Sources théoriques de la décroissance

À rebours de la thèse dominante, les « objecteurs de croissance », qui goûtent peu d'être qualifiés de « décroissants », s'accordent sur le fait que la crise écologique et sociale actuelle ne peut pas trouver sa solution dans un surcroît de croissance économique. À partir de là, on peut repérer cinq grandes sources idéologiques à l'origine de ce diagnostic.

La première est la source écologiste. Les réseaux écologistes militants sont d'abord constitués d'associations dont le souci premier est la défense des écosystèmes, des espèces sauvages et domestiques dans leur diversité, qui se manifeste sous la forme d’une forme d’un attachement au « vivant ». Ils constatent que la croissance est l'argument qui est le plus fréquemment opposé à leurs revendications. Ils critiquent l'ignorance des économistes, qui ne connaissent pas ce dont ils justifient la destruction. La pensée écologiste se construit contre la standardisation du vivant et le remplacement de celui-ci par des milieux artificiels et des robots. Certaines versions égalitaristes de l'écologisme proposent de limiter l'espace écologique humain sur la base de la population mondiale et des capacités de charge des écosystèmes, ce qui aboutirait à des réductions de l'ordre de 70 à 80 % des consommations matérielles des zones les plus riches – une baisse incompatible avec la croissance économique. Les écologistes ne se prononcent pas tous pour autant pour la décroissance. Les raisons sont diverses : désintérêt pour les théories économiques au profit des luttes de terrain ; souci de ne pas prendre l'électorat à rebrousse-poil ou foi dans une « croissance verte »…

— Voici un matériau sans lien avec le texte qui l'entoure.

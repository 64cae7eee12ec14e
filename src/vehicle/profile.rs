// ==============================================================================
// profile.rs — VEHICLE ARCHETYPE CONFIGURATION (IMMUTABLE)
// ------------------------------------------------------------------------------
// A VehicleProfile is shared read-only (Arc) by every simulator of the same
// archetype. Nothing in the tick path mutates it.
//
// Presets:
// - street_racer(): light RWD coupe with an active spoiler
// - heist_van():    heavy FWD cargo van, no spoiler
// - interceptor():  AWD police pursuit car
// ==============================================================================

use std::path::Path;

use serde::{Deserialize, Serialize};

use crate::curve::Curve;
use crate::error::{SimError, SimResult};

/// Which axle(s) receive engine torque.
#[derive(Debug, Clone, Copy, PartialEq, Serialize, Deserialize)]
#[serde(rename_all = "snake_case", tag = "kind")]
pub enum Drivetrain {
    Front,
    Rear,
    /// `front_share` of the torque goes to the front axle, the rest to the rear.
    AllWheel { front_share: f32 },
}

#[derive(Debug, Clone, PartialEq, Serialize, Deserialize)]
pub struct VehicleProfile {
    pub name: String,
    pub mass: f32,                 // kg
    pub horsepower: f32,           // hp (informational)
    pub max_torque: f32,           // N·m at curve multiplier 1.0
    pub idle_rpm: f32,
    pub max_rpm: f32,
    pub torque_curve: Curve,       // rpm fraction (0..1) -> multiplier
    pub drivetrain: Drivetrain,
    pub gear_ratios: Vec<f32>,
    pub final_drive: f32,
    pub wheel_radius: f32,         // m

    // --- Aero ---
    pub drag_coefficient: f32,     // N per (m/s)^2
    pub downforce_coefficient: f32,// N per (m/s)^2
    pub active_spoiler: bool,

    // --- Brakes / steering ---
    pub brake_force: f32,          // N·m per wheel at full pedal
    pub max_steering_angle: f32,   // degrees

    // --- Nitro / engine ---
    pub nitro_multiplier: f32,
    pub nitro_heat_rate: f32,      // °C per second while nitro is active
    pub rpm_response: f32,         // 1/s, rpm smoothing rate

    // --- Suspension / tires ---
    pub suspension_rest_length: f32, // m
    pub suspension_stiffness: f32,   // N/m
    pub suspension_damping: f32,     // N·s/m
    pub tire_grip: f32,              // base friction coefficient

    // --- Chassis ---
    #[serde(default = "default_wheelbase")]
    pub wheelbase: f32,              // m, front to rear axle
}

pub const DEFAULT_WHEELBASE: f32 = 2.7;

fn default_wheelbase() -> f32 {
    DEFAULT_WHEELBASE
}

impl VehicleProfile {
    pub fn street_racer() -> Self {
        Self {
            name: "street_racer".into(),
            mass: 1350.0,
            horsepower: 420.0,
            max_torque: 480.0,
            idle_rpm: 1000.0,
            max_rpm: 8000.0,
            torque_curve: Curve::new(&[(0.0, 0.55), (0.35, 0.85), (0.7, 1.0), (1.0, 0.8)]),
            drivetrain: Drivetrain::Rear,
            gear_ratios: vec![3.5, 2.5, 1.8, 1.3, 1.0, 0.8, 0.6],
            final_drive: 3.4,
            wheel_radius: 0.34,
            drag_coefficient: 0.42,
            downforce_coefficient: 0.9,
            active_spoiler: true,
            brake_force: 2600.0,
            max_steering_angle: 34.0,
            nitro_multiplier: 1.6,
            nitro_heat_rate: 6.0,
            rpm_response: 8.0,
            suspension_rest_length: 0.5,
            suspension_stiffness: 66_000.0,
            suspension_damping: 5_400.0,
            tire_grip: 1.1,
            wheelbase: 2.6,
        }
    }

    pub fn heist_van() -> Self {
        Self {
            name: "heist_van".into(),
            mass: 2400.0,
            horsepower: 260.0,
            max_torque: 420.0,
            idle_rpm: 800.0,
            max_rpm: 6000.0,
            torque_curve: Curve::new(&[(0.0, 0.7), (0.4, 1.0), (1.0, 0.75)]),
            drivetrain: Drivetrain::Front,
            gear_ratios: vec![3.8, 2.3, 1.5, 1.0, 0.78],
            final_drive: 3.9,
            wheel_radius: 0.38,
            drag_coefficient: 0.75,
            downforce_coefficient: 0.2,
            active_spoiler: false,
            brake_force: 3400.0,
            max_steering_angle: 38.0,
            nitro_multiplier: 1.3,
            nitro_heat_rate: 9.0,
            rpm_response: 6.0,
            suspension_rest_length: 0.55,
            suspension_stiffness: 90_000.0,
            suspension_damping: 8_000.0,
            tire_grip: 0.95,
            wheelbase: 3.2,
        }
    }

    pub fn interceptor() -> Self {
        Self {
            name: "interceptor".into(),
            mass: 1650.0,
            horsepower: 500.0,
            max_torque: 560.0,
            idle_rpm: 900.0,
            max_rpm: 7200.0,
            torque_curve: Curve::new(&[(0.0, 0.6), (0.5, 1.0), (1.0, 0.85)]),
            drivetrain: Drivetrain::AllWheel { front_share: 0.4 },
            gear_ratios: vec![3.3, 2.2, 1.6, 1.2, 0.95, 0.75],
            final_drive: 3.5,
            wheel_radius: 0.35,
            drag_coefficient: 0.5,
            downforce_coefficient: 0.6,
            active_spoiler: false,
            brake_force: 3000.0,
            max_steering_angle: 32.0,
            nitro_multiplier: 1.4,
            nitro_heat_rate: 5.0,
            rpm_response: 8.0,
            suspension_rest_length: 0.5,
            suspension_stiffness: 75_000.0,
            suspension_damping: 6_200.0,
            tire_grip: 1.05,
            wheelbase: 2.9,
        }
    }

    /// Load a profile from a JSON file and validate it.
    pub fn from_json_file(path: impl AsRef<Path>) -> SimResult<Self> {
        let text = std::fs::read_to_string(path)?;
        let profile: VehicleProfile = serde_json::from_str(&text)?;
        profile.validate()?;
        Ok(profile)
    }

    pub fn validate(&self) -> SimResult<()> {
        let bad = |reason: &str| Err(SimError::invalid_profile(&self.name, reason));

        if self.gear_ratios.is_empty() {
            return bad("gear ratio table is empty");
        }
        if self.gear_ratios.iter().any(|r| !(r.is_finite() && *r > 0.0)) {
            return bad("gear ratios must be positive");
        }
        if !(self.final_drive > 0.0) {
            return bad("final drive must be positive");
        }
        if !(self.idle_rpm > 0.0 && self.idle_rpm < self.max_rpm) {
            return bad("idle rpm must be positive and below max rpm");
        }
        if !(self.mass > 0.0) || !(self.wheel_radius > 0.0) {
            return bad("mass and wheel radius must be positive");
        }
        if !(self.wheelbase.is_finite() && self.wheelbase > 0.0) {
            return bad("wheelbase must be positive");
        }
        if self.torque_curve.is_empty() {
            return bad("torque curve has no keyframes");
        }
        if let Drivetrain::AllWheel { front_share } = self.drivetrain {
            if !(0.0..=1.0).contains(&front_share) {
                return bad("all-wheel front share must be within [0, 1]");
            }
        }
        Ok(())
    }

    #[inline]
    pub fn top_gear(&self) -> usize {
        self.gear_ratios.len().saturating_sub(1)
    }

    #[inline]
    pub fn max_steering_radians(&self) -> f32 {
        self.max_steering_angle.to_radians()
    }
}

impl Default for VehicleProfile {
    fn default() -> Self {
        Self::street_racer()
    }
}

#[cfg(test)]
mod tests {
    use super::*;

    #[test]
    fn presets_are_valid() {
        for p in [
            VehicleProfile::street_racer(),
            VehicleProfile::heist_van(),
            VehicleProfile::interceptor(),
        ] {
            p.validate().unwrap();
        }
    }

    #[test]
    fn rejects_empty_gearbox() {
        let mut p = VehicleProfile::street_racer();
        p.gear_ratios.clear();
        let err = p.validate().unwrap_err();
        assert!(matches!(err, SimError::InvalidProfile { .. }));
    }

    #[test]
    fn rejects_inverted_rpm_band() {
        let mut p = VehicleProfile::street_racer();
        p.idle_rpm = 9000.0;
        assert!(p.validate().is_err());
    }

    #[test]
    fn rejects_awd_share_out_of_range() {
        let mut p = VehicleProfile::interceptor();
        p.drivetrain = Drivetrain::AllWheel { front_share: 1.4 };
        assert!(p.validate().is_err());
    }

    #[test]
    fn json_round_trip_keeps_drivetrain_tag() {
        let p = VehicleProfile::interceptor();
        let json = serde_json::to_value(&p).unwrap();
        assert_eq!(json["drivetrain"]["kind"], "all_wheel");
        let back: VehicleProfile = serde_json::from_value(json).unwrap();
        assert_eq!(back, p);
    }

    #[test]
    fn rejects_non_positive_wheelbase() {
        let mut p = VehicleProfile::street_racer();
        p.wheelbase = 0.0;
        assert!(matches!(p.validate(), Err(SimError::InvalidProfile { .. })));
    }

    #[test]
    fn missing_wheelbase_uses_default() {
        let mut json = serde_json::to_value(VehicleProfile::heist_van()).unwrap();
        json.as_object_mut().unwrap().remove("wheelbase");
        let p: VehicleProfile = serde_json::from_value(json).unwrap();
        assert_eq!(p.wheelbase, DEFAULT_WHEELBASE);
        assert!(p.validate().is_ok());
    }

    #[test]
    fn loads_profile_from_disk() {
        let path = std::env::temp_dir().join(format!("soulvan-profile-{}.json", std::process::id()));
        std::fs::write(&path, serde_json::to_string(&VehicleProfile::heist_van()).unwrap()).unwrap();
        let loaded = VehicleProfile::from_json_file(&path).unwrap();
        std::fs::remove_file(&path).ok();
        assert_eq!(loaded.name, "heist_van");
    }
}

Décharge à New Delhi - crédits : Manpreet Romana/ AFP

Décharge à New Delhi

La seconde source est « bioéconomique », elle s'inscrit notamment à la suite des travaux du mathématicien Nicholas Georgescu-Roegen. À l'inverse de Solow et de Nordhaus, il estime que les solutions techniques sont limitées, car le processus économique est soumis à la loi de l'entropie : les sources de « haute entropie », de matière et d'énergie organisées, tendent à décroître, sans se reconstituer. La Terre reçoit certes de l'énergie du Soleil mais en quantité limitée. La perspective, à terme, est donc celle d'une décroissance. La date fait bien sûr l'objet de nombreux débats, du fait des alternatives possibles, qui ne sont pas sans conséquences sociales et environnementales – solaire, nucléaire, etc. Mais elle n'excède pas la fin du xxie siècle. On est loin des « millions d'années » avancés par William Nordhaus et ses collègues dans les années 1970. Pour Georgescu-Roegen, l'idéal d'une économie en état stable (steady state economics), développé naguère par l'économiste Herman Daly, était « un mirage à la mode », dans les années 1970. Daly lui-même s'est récemment dit soucieux de penser la décroissance, la taille des économies développées ayant atteint selon lui un point qui interdit de penser qu'une décroissance est encore évitable. Depuis lors, la discussion sur les limites à la croissance est serrée. Les énergies renouvelables pourront-elles remplacer les fossiles ? Dans quelle proportion ? À quel coût ? Et les métaux ?

La troisième source est démocratique. L'auteur clé ici est Ivan Illich. Pour cet auteur le problème ne réside pas tant dans la « marchandisation du monde » et la consommation croissante que dans l'inversion des institutions : créées pour nous servir, elles nous transforment en leurs serviteurs. La croissance est la croissance de leur pouvoir, au détriment du nôtre : elles sont devenues « contre-productives ». La voiture, loin de nous faire gagner du temps, nous oblige à travailler plus pour la payer et à attendre dans les embouteillages. Le système éducatif, auquel nous contribuons[...]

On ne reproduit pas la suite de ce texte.